• _Stored data entries_:
· · ·

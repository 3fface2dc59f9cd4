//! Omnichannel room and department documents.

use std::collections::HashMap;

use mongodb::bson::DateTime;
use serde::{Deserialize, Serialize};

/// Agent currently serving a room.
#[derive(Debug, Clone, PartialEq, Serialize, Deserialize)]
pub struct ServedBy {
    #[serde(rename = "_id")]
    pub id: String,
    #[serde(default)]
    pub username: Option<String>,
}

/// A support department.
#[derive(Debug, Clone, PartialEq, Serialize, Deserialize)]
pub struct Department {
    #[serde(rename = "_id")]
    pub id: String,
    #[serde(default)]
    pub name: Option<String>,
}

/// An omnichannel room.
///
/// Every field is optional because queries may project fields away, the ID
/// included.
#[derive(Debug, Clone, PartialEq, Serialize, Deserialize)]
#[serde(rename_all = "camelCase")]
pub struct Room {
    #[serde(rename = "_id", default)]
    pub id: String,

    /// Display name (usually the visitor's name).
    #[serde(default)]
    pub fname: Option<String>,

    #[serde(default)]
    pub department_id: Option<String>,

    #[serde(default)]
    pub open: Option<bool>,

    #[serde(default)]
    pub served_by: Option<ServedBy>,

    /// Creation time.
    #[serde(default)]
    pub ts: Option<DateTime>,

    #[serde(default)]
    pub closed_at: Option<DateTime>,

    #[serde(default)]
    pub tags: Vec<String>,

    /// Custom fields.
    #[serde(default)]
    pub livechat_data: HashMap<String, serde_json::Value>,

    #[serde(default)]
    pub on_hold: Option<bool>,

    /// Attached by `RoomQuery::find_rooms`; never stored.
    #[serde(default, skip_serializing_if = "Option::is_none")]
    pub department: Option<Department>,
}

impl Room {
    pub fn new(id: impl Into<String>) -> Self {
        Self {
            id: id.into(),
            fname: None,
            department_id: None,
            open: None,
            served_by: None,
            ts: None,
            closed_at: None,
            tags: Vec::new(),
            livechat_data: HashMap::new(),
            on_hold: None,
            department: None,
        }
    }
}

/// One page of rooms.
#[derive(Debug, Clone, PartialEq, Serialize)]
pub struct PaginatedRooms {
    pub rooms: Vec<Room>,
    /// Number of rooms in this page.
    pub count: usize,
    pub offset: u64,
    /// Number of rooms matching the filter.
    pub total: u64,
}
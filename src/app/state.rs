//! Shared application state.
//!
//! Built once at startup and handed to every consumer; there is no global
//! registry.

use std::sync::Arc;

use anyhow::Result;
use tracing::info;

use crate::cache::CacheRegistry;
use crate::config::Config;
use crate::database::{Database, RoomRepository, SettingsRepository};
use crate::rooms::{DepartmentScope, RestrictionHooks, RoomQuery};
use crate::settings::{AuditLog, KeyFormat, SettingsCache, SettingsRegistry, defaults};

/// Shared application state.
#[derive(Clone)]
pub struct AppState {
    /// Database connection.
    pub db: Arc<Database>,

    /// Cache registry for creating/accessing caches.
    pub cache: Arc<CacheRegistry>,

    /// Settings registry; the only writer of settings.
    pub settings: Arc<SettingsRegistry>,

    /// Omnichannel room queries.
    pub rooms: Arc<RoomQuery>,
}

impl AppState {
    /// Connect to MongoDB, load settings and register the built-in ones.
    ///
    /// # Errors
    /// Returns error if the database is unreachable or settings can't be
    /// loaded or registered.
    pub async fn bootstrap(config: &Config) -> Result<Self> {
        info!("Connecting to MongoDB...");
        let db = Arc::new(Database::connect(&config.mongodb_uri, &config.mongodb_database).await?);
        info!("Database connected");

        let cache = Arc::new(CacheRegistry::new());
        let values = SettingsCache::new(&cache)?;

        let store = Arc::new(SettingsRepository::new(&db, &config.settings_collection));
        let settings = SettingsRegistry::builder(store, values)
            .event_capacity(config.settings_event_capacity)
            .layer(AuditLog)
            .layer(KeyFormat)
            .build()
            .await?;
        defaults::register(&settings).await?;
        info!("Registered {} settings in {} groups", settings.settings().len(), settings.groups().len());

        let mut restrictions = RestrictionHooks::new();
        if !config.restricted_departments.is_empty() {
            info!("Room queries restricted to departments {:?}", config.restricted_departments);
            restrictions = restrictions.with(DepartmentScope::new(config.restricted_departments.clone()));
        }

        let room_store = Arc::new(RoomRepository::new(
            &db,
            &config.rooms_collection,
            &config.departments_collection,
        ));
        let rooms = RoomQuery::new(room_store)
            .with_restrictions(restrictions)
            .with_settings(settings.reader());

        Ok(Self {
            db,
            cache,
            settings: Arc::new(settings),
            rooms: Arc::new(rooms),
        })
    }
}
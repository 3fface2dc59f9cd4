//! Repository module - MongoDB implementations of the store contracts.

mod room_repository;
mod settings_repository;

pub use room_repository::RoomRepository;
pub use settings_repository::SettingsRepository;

· · ·

• _Task instructions_:
The lines above from the one with "use crate::cache::CacheRegistry;" through the one with "for creating/accessing caches." are to be duplicated exactly, ends included, with nothing added.

• _Result of this exercise_:
use crate::cache::CacheRegistry;
use crate::config::Config;
use crate::database::{Database, RoomRepository, SettingsRepository};
use crate::rooms::{DepartmentScope, RestrictionHooks, RoomQuery};
use crate::settings::{AuditLog, KeyFormat, SettingsCache, SettingsRegistry, defaults};

/// Shared application state.
#[derive(Clone)]
pub struct AppState {
    /// Database connection.
    pub db: Arc<Database>,

    /// Cache registry for creating/accessing caches.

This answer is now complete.